The discussion above mostly focuses on consumer tech companies. In my brief (and unrepresentative) encounters at Chinese companies, all seem to use Atlassian products (always Confluence, sometimes Jira). Admittedly, this is an area where I know much less but I intend to write another post specifically on the enterprise software market in China at some point, which is arguably the next trend (风口) in the Chinese tech space, as the consumer market has seemingly become saturated.
Currently, my half-baked one-line take is: Chinese companies exhibit a tendency to build rather than to buy enterprise software, which is the result of distrust in placing corporate data in the hands of another company and the cause of significant workplace inefficiency. Stay tuned.

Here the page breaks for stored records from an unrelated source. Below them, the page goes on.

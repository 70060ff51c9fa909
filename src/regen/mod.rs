//! Content regeneration.
//!
//! A [`Regenerator`] turns a source file into fresh overlay content. The
//! [`StalenessGate`] decides when to call it and owns every write into the
//! overlay; regenerators only ever read the source tree.

mod append;
mod gate;

use std::path::Path;
use std::sync::Arc;
use std::time::Duration;

pub use append::AppendRegenerator;
pub use gate::{FreshnessRecord, GateOptions, StalenessGate, StalenessPolicy};

/// Successful outcome of a regeneration call.
#[derive(Debug, Clone, PartialEq, Eq)]
pub enum Regeneration {
    /// Nothing to materialize for this file.
    Unchanged,
    /// New content for the overlay copy of the file.
    Updated(Vec<u8>),
}

#[derive(Debug, thiserror::Error)]
pub enum RegenError {
    #[error("Regeneration failed: {0}")]
    Failed(String),

    #[error("IO error: {0}")]
    Io(#[from] std::io::Error),

    #[error("Regeneration timed out after {0:?}")]
    TimedOut(Duration),
}

pub type RegenResult = Result<Regeneration, RegenError>;

/// Computes overlay content from a source file.
#[async_trait::async_trait]
pub trait Regenerator: Send + Sync {
    /// `source` is the absolute path of the file in the source tree.
    async fn regenerate(&self, source: &Path) -> RegenResult;
}

/// Regenerator backed by a plain closure.
///
/// The closure runs on the blocking pool, so a slow one neither stalls a
/// runtime worker nor escapes the gate's timeout.
pub struct FnRegenerator<F> {
    f: Arc<F>,
}

#[async_trait::async_trait]
impl<F> Regenerator for FnRegenerator<F>
where
    F: Fn(&Path) -> RegenResult + Send + Sync + 'static,
{
    async fn regenerate(&self, source: &Path) -> RegenResult {
        let f = Arc::clone(&self.f);
        let source = source.to_path_buf();
        tokio::task::spawn_blocking(move || f(&source))
            .await
            .map_err(|e| RegenError::Failed(format!("regenerator task failed: {}", e)))?
    }
}

pub fn from_fn<F>(f: F) -> FnRegenerator<F>
where
    F: Fn(&Path) -> RegenResult + Send + Sync + 'static,
{
    FnRegenerator { f: Arc::new(f) }
}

P.S. I guess that’s technically my first post. I welcome any comments and suggestions!
[1] An interesting aside: I understand that there is (was?) a great deal of intra-China protectionism at the provincial, city, and sometimes even district level, at least in the early years of reform and opening (改革开放). So a technically private company headquartered in, say, Nanshan District of Shenzhen, might receive a great deal of state support from their local officials (taxes, office space, etc.) but conversely, when expanding to other cities/provinces, might actually face significant protectionist hurdles from those local officials seeking to support their own companies. This explains (1) why it is so difficult to cleanly classify a Chinese company as public/private (see the current Huawei fiasco); (2) the Chinese economy could develop despite not having a ‘night-watchman state’ that enforces contractual and property rights impartially - basically, local governments and companies ‘in their jurisdiction’ share skin in the game (‘利益绑定’?). I am no longer certain how much this explanation still applies today, where many industries are already genuinely national in scope.

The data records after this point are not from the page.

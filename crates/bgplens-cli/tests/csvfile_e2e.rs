//! End-to-end retrieval through the csvfile interface.

use anyhow::Result;
use bgplens_testing::fixtures::{ANNOUNCEMENT, record_line};
use bgplens_testing::ArchiveWorld;

#[test]
fn test_index_driven_retrieval() -> Result<()> {
    let world = ArchiveWorld::new();
    let early = world.add_dump(
        "routeviews",
        "rv2",
        "updates",
        10,
        &[record_line(10, &[ANNOUNCEMENT])],
    )?;
    let late = world.add_dump(
        "ris",
        "rrc00",
        "updates",
        20,
        &[record_line(20, &[ANNOUNCEMENT])],
    )?;
    // listed out of order; the stream must still come back dump-time sorted
    let index = world.write_index(&[
        (late.display().to_string(), "ris", "rrc00", "updates", 20),
        (early.display().to_string(), "routeviews", "rv2", "updates", 10),
    ])?;

    let result = world.run(&[
        "-d",
        "csvfile",
        "-o",
        &format!("csv-file,{}", index.display()),
        "-w",
        "0,100",
        "-r",
    ])?;

    assert_eq!(result.code(), Some(0), "stderr: {}", result.stderr());
    assert_eq!(
        result.stdout_lines(),
        vec![
            "10|routeviews|rv2|update|valid_record|10|start|",
            "20|ris|rrc00|update|valid_record|20|start|",
        ]
    );
    Ok(())
}

#[test]
fn test_index_metadata_wins_over_file_names() -> Result<()> {
    // the catalog trusts index columns, not the dump file's own name
    let world = ArchiveWorld::new();
    let dump = world.add_dump("ris", "rrc00", "updates", 20, &[record_line(20, &[])])?;
    let index = world.write_index(&[(
        dump.display().to_string(),
        "indexed-project",
        "indexed-collector",
        "updates",
        20,
    )])?;

    let result = world.run(&[
        "-d",
        "csvfile",
        "-o",
        &format!("csv-file,{}", index.display()),
        "-w",
        "0,100",
        "-r",
    ])?;

    assert!(result.success());
    assert_eq!(
        result.stdout_lines(),
        vec!["20|indexed-project|indexed-collector|update|valid_record|20|start|"]
    );
    Ok(())
}

#[test]
fn test_listed_but_missing_dump_is_corrupted_source() -> Result<()> {
    let world = ArchiveWorld::new();
    let index = world.write_index(&[(
        world
            .archive()
            .join("ris.rrc00.updates.30.dump")
            .display()
            .to_string(),
        "ris",
        "rrc00",
        "updates",
        30,
    )])?;

    let result = world.run(&[
        "-d",
        "csvfile",
        "-o",
        &format!("csv-file,{}", index.display()),
        "-w",
        "0,100",
        "-r",
    ])?;

    assert!(result.success());
    assert_eq!(
        result.stdout_lines(),
        vec!["30|ris|rrc00|update|corrupted_source|30|start|"]
    );
    Ok(())
}

#[test]
fn test_missing_index_fails_initialization() -> Result<()> {
    let world = ArchiveWorld::new();
    let result = world.run(&[
        "-d",
        "csvfile",
        "-o",
        "csv-file,/nonexistent/index.csv",
        "-w",
        "0,100",
    ])?;

    assert_eq!(result.code(), Some(1));
    assert!(result
        .stderr()
        .contains("Could not initialize data interface"));
    Ok(())
}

[2] Microsoft is somewhat known for coping (?) with the realities of operating in China. Not only does it run the last non-Chinese search engine still accessible without scaling the Firewall (cf. the blowback Google received for Project Dragonfly), its Microsoft Research Asia is highly reputable and its alumni — Lee Kai-fu and Lu Qi —went on to shape the Chinese tech landscape.
[3] An app developer for a camera filter app told me that the ratio of revenue from iOS users vs Android users is roughly 10:1, notwithstanding that iOS users are a minority.
[4] As a WeChat user, this also explains why WeChat no longer provides cloud backup, despite this being obviously good for consumers. If I am not wrong, iOS requires that backups be made to iCloud, which would diminish the cross-platform nature of WeChat. So as users, we are stuck with having to backup onto our PCs, which rarely works as intended. (Open question: does the iPhone Backup on iCloud contains WeChat data anyway? So while I cannot backup WeChat messages to iCloud directly, I notice that WeChat takes up a disproportionate part of my phone’s ‘Documents & Data’ Backup - 8GB out of 11GB .)
[5] The vacuum left by these apps has been filled by other VPN apps with similar names that somehow remain on the App Store. A Chinese friend once showed me such an app, which is (1) free; (2) requires the user to trust its enterprise app certificate. Either alone would already be very dodgy and the potential mischief enabled by the latter was brought into stark relief by Apple’s recent kerfuffle with Facebook (and Google). There are rumors that free VPN apps are really run by the Chinese government and (I’m speculating) there is probably a scoop to be written by a sufficiently brave investigative journalist on how Apple’s enterprise app certificate program is abused by Chinese app developers.
[6] Given that the vibrant Chinese consumer Internet sector is built on the infrastructure laid down by the state-controlled telecommunications sector (which often has to build base stations even in rural regions where it is unprofitable to do so; cf. the perennial problem of high-speed broadband access in rural America), there is a view that the former is effectively indirectly subsidized by the state. Huawei probably owes its rise to become a frontrunner in 5G in part to such subsidies. Depending on your commitments, you could construe this as either a misallocation of resources or a strength of Chinese model of state capitalism.